Present: HOLMES, C.J., KNOWLTON, MORTON, LATHROP, HAMMOND, JJ.
V., who was insolvent, brought a petition to prove a claim against a corporation also in insolvency, the claim being pressed by his assignee. The corporation sought to set off a larger debt due to it from a New York partnership, of which V. was a member. The partnership also was insolvent, and the other member had disappeared, but its affairs had not been brought into the Massachusetts Insolvency Court. Held, that the insolvency of V.'s firm did not entitle the creditors of the insolvent corporation to divert V.'s assets from his private creditors.
APPEAL from a decision of the Court of Insolvency disallowing a claim of $869.69 for services as treasurer of the Warwick Cycle Manufacturing Company, presented by Alpha O. Very for the benefit of his assignee in insolvency. Hearing in the Superior Court on an agreed statement of facts, before Maynard, J., who allowed the claim and disallowed a certain larger claim which the assignees offered in set-off; and they appealed. If the appellees were entitled to set off against the appellant's claim the amount due from Very and Osborn to the corporation, the appellant's claim was to be disallowed; if entitled to set off any portion of the amount, such portion was to be deducted, and the appellant's claim allowed for the balance; otherwise the appellant's claim was to be allowed in full.
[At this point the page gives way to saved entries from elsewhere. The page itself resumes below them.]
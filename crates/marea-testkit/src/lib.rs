// Copyright 2026 Phillip Cloud
// Licensed under the Apache License, Version 2.0

use marea_app::{Quote, QuoteFields, QuoteId, QuoteStatus, QuoteStore};
use time::{Date, Duration, Month};

const REFERENCE_YEAR: i32 = 2026;

const FIRST_NAMES: [&str; 16] = [
    "Ana", "Luis", "Marta", "Jorge", "Sofía", "Diego", "Carmen", "Raúl", "Elena", "Pablo",
    "Lucía", "Andrés", "Valeria", "Tomás", "Irene", "Héctor",
];
const LAST_NAMES: [&str; 16] = [
    "Pérez",
    "Gómez",
    "Ruiz",
    "Hernández",
    "Castillo",
    "Navarro",
    "Ortega",
    "Morales",
    "Vega",
    "Ramos",
    "Silva",
    "Delgado",
    "Cruz",
    "Romero",
    "Flores",
    "Ibarra",
];

const UNIT_MAKES: [&str; 4] = ["Seadoo", "Yamaha", "Kawasaki", "Honda"];
const UNIT_MODELS: [&str; 12] = [
    "GTX", "RXP-X", "Spark", "GTI", "VX", "FX Cruiser", "GP1800", "Ultra 310", "STX 160",
    "Aquatrax", "Wake Pro", "Fish Pro",
];

#[derive(Debug, Clone)]
struct DeterministicRng {
    state: u64,
}

impl DeterministicRng {
    fn new(seed: u64) -> Self {
        let mut state = seed ^ 0x9E37_79B9_7F4A_7C15;
        if state == 0 {
            state = 0xA409_3822_299F_31D0;
        }
        Self { state }
    }

    fn next_u64(&mut self) -> u64 {
        self.state = self
            .state
            .wrapping_mul(6_364_136_223_846_793_005)
            .wrapping_add(1_442_695_040_888_963_407);

        let mut x = self.state;
        x ^= x >> 13;
        x ^= x << 7;
        x ^= x >> 17;
        x
    }

    fn int_n(&mut self, n: usize) -> usize {
        if n <= 1 {
            return 0;
        }
        (self.next_u64() % (n as u64)) as usize
    }
}

/// Deterministic generator of shop quotes for demos and tests.
#[derive(Debug, Clone)]
pub struct QuoteFaker {
    rng: DeterministicRng,
    sequence: u32,
}

impl QuoteFaker {
    pub fn new(seed: u64) -> Self {
        let normalized = if seed == 0 { 1 } else { seed };
        Self {
            rng: DeterministicRng::new(normalized),
            sequence: 0,
        }
    }

    pub fn client(&mut self) -> String {
        format!("{} {}", self.pick(&FIRST_NAMES), self.pick(&LAST_NAMES))
    }

    pub fn unit(&mut self) -> String {
        format!("{} {}", self.pick(&UNIT_MAKES), self.pick(&UNIT_MODELS))
    }

    pub fn quote_fields(&mut self) -> QuoteFields {
        self.sequence += 1;
        let status = QuoteStatus::ALL[self.rng.int_n(QuoteStatus::ALL.len())];
        QuoteFields {
            reception: format!("R-{:04}", 1000 + self.sequence),
            date: self.date_in_reference_year().to_string(),
            client: self.client(),
            unit: self.unit(),
            document: format!("COT-{REFERENCE_YEAR}-{:03}", self.sequence),
            status,
        }
    }

    /// Fills a fresh store with `count` quotes.
    pub fn store(&mut self, count: usize) -> QuoteStore {
        let mut store = QuoteStore::new();
        for _ in 0..count {
            let fields = self.quote_fields();
            store.add(fields);
        }
        store
    }

    pub fn date_in_reference_year(&mut self) -> Date {
        let start = reference_date();
        let offset = self.rng.int_n(365) as i64;
        start + Duration::days(offset)
    }

    fn pick<'a>(&mut self, items: &'a [&'a str]) -> &'a str {
        items[self.rng.int_n(items.len())]
    }
}

/// A fixed quote for assertions that need known values.
pub fn sample_quote() -> Quote {
    Quote::from_fields(QuoteId::new(1), sample_fields())
}

pub fn sample_fields() -> QuoteFields {
    QuoteFields {
        reception: "R-1042".to_owned(),
        date: "2026-03-14".to_owned(),
        client: "Ana Pérez".to_owned(),
        unit: "Seadoo GTX".to_owned(),
        document: "COT-2026-042".to_owned(),
        status: QuoteStatus::Pending,
    }
}

fn reference_date() -> Date {
    Date::from_calendar_date(REFERENCE_YEAR, Month::January, 1).unwrap_or(Date::MIN)
}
The facts appear in the opinion.
J.B. Carroll W.H. McClintock, for the appellees.
J. Barnes, for the appellant.
This is a petition by a creditor, Very, to prove a claim against the Warwick Cycle Manufacturing Company in insolvency. Very, as well as the cycle company, is in insolvency, and his claim is pressed by his assignee. The company seeks to set off a larger debt due to it from a New York partnership, of which Very was a member. The partnership also is insolvent, and the other member has disappeared, but its affairs have not been brought into the Massachusetts Insolvency Court. The judge of the Superior Court, before whom the case came by appeal of the creditor, Very, allowed the claim and disallowed the set-off, and the assignees of the cycle company appealed to this court.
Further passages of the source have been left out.